Jernigan insisted on 7-foot outfield walls so that outfielders could leap up and bring home-run balls back into play. He insisted that the dugouts, the clubhouses, and the press box feel major-league. The Redbirds solicited designs for the outfield clock -- someone suggested shaping it like a huge guitar -- but scrapped them all for a design that Jernigan remembered from Camden Yards.
And then there's the 40-foot statue of a baseball player who stands astride the plaza entryway, a left-handed hitter poised to swing. Originally, before the franchise had settled on the "Redbirds" nickname, it needed a temporary logo. The Jernigans used a sketch of an old-style player that their advertising agency happened across one day. The player became so wildly popular with the community, such a perfect symbol of everything that the franchise stood for, that he now stands astride the park. Fans call him "Nostalgia Man." "He really tapped into something," Jernigan said. "He is one of the most recognized symbols we have."

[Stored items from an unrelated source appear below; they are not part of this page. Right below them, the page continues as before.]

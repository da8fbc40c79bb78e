use std::fs;
use std::io;
use std::path::{Path, PathBuf};

use walkdir::WalkDir;

use super::{StorageBackend, StorageError};

/// Local-directory backend, selected by `file://` bucket URIs. Objects
/// are plain files under the root; writes go through a temp file and
/// rename so readers never observe a half-written object.
pub struct FsBackend {
    root: PathBuf,
}

impl FsBackend {
    pub fn new(root: PathBuf) -> Result<Self, StorageError> {
        fs::create_dir_all(&root).map_err(|e| StorageError::Io(e.to_string()))?;
        Ok(FsBackend { root })
    }

    fn object_path(&self, key: &str) -> Result<PathBuf, StorageError> {
        if key.is_empty() || key.split('/').any(|seg| seg.is_empty() || seg == "." || seg == "..") {
            return Err(StorageError::Io(format!("invalid object key '{}'", key)));
        }
        Ok(self.root.join(key))
    }

    fn prepare_write(&self, key: &str) -> Result<(PathBuf, PathBuf), StorageError> {
        let path = self.object_path(key)?;
        if let Some(parent) = path.parent() {
            fs::create_dir_all(parent).map_err(|e| StorageError::Io(e.to_string()))?;
        }
        let mut tmp = path.clone().into_os_string();
        tmp.push(".tmp");
        let tmp = PathBuf::from(tmp);
        Ok((path, tmp))
    }

    fn commit(path: &Path, tmp: &Path) -> Result<(), StorageError> {
        if path.exists() {
            let _ = fs::remove_file(path);
        }
        fs::rename(tmp, path).map_err(|e| StorageError::Io(e.to_string()))
    }

    fn map_read_err(key: &str, err: io::Error) -> StorageError {
        if err.kind() == io::ErrorKind::NotFound {
            StorageError::NotFound(key.to_string())
        } else {
            StorageError::Io(err.to_string())
        }
    }
}

impl StorageBackend for FsBackend {
    fn put_bytes(&self, key: &str, bytes: &[u8]) -> Result<(), StorageError> {
        let (path, tmp) = self.prepare_write(key)?;
        fs::write(&tmp, bytes).map_err(|e| StorageError::Io(e.to_string()))?;
        Self::commit(&path, &tmp)
    }

    fn get_bytes(&self, key: &str) -> Result<Vec<u8>, StorageError> {
        let path = self.object_path(key)?;
        fs::read(&path).map_err(|e| Self::map_read_err(key, e))
    }

    fn put_file(&self, key: &str, source: &Path) -> Result<(), StorageError> {
        let (path, tmp) = self.prepare_write(key)?;
        fs::copy(source, &tmp).map_err(|e| StorageError::Io(e.to_string()))?;
        Self::commit(&path, &tmp)
    }

    fn get_file(&self, key: &str, dest: &Path) -> Result<u64, StorageError> {
        let path = self.object_path(key)?;
        fs::copy(&path, dest).map_err(|e| Self::map_read_err(key, e))
    }

    fn size_of(&self, key: &str) -> Result<u64, StorageError> {
        let path = self.object_path(key)?;
        let md = fs::metadata(&path).map_err(|e| Self::map_read_err(key, e))?;
        Ok(md.len())
    }

    fn exists(&self, key: &str) -> Result<bool, StorageError> {
        let path = self.object_path(key)?;
        // Probe via metadata so a degraded bucket (permissions, bad
        // mount) surfaces as an error instead of reading as absent.
        match fs::metadata(&path) {
            Ok(md) => Ok(md.is_file()),
            Err(e) if e.kind() == io::ErrorKind::NotFound => Ok(false),
            Err(e) => Err(StorageError::Io(e.to_string())),
        }
    }

    fn list(&self, prefix: &str) -> Result<Vec<String>, StorageError> {
        let mut keys = Vec::new();
        for entry in WalkDir::new(&self.root) {
            let entry = entry.map_err(|e| StorageError::Io(e.to_string()))?;
            if !entry.file_type().is_file() {
                continue;
            }
            let rel = match entry.path().strip_prefix(&self.root) {
                Ok(r) => r,
                Err(_) => continue,
            };
            let key: Vec<String> = rel
                .components()
                .map(|c| c.as_os_str().to_string_lossy().to_string())
                .collect();
            let key = key.join("/");
            if key.starts_with(prefix) && !key.ends_with(".tmp") {
                keys.push(key);
            }
        }
        Ok(keys)
    }

    fn delete(&self, key: &str) -> Result<(), StorageError> {
        let path = self.object_path(key)?;
        match fs::remove_file(&path) {
            Ok(()) => Ok(()),
            Err(e) if e.kind() == io::ErrorKind::NotFound => Ok(()),
            Err(e) => Err(StorageError::Io(e.to_string())),
        }
    }
}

It's away from the park, though, in the Redbirds burgeoning programs to bring baseball back to the inner city, where Jernigan finds his deepest baseball satisfaction. One Wednesday in August, he presided over Storage USA's quarterly board meeting and then attended an end-of-summer dinner for volunteer coaches in the team's Returning Baseball to the Inner-City (RBI) program. After listening throughout most of the program, he asked for the microphone, then made a request: He wanted to hear stories -- particular stories about particular kids.
Last year, a coach told a story about a girl who, after getting her free lunch, politely sat on the bleachers with the untouched plate of food on her lap.
"Why aren't you eating your lunch?" the coach asked.
"Because I'm taking it home for my brother and sister."
Another coach told a story about a boy who tugged at the coach's jersey and asked him where he could find the "top of the third."
"The coach had told him that the team would get ice cream,'' Jernigan recounted, "at the top of the third."
Sometimes, Kristi Jernigan wonders if, despite her husband's sincerity, all of this doesn't sound a little too cheesy. "Sometimes I chide him that he can sound trite," she says. "This idea of saving the world through baseball. But Dean knows what it's like. He sees himself in some of these children. He thinks that he has an obligation to help them have the same opportunities that he had."
Jernigan is no critic of capitalism. He believes in profit. On behalf of his shareholders at Storage USA, he would like to make as much money, as much profit, as he possibly can. His larger point is that people confuse the places where capitalism is appropriate and those where it is not. He wants the Redbirds organization to be as businesslike and as efficient as possible. He also wants every penny to go back into the town. "Baseball is different," he said. "It's a monopoly, like an airport. I think that if you are the holder of a monopoly, of a community asset like that, then you have an obligation not to run it just for the benefit of yourself."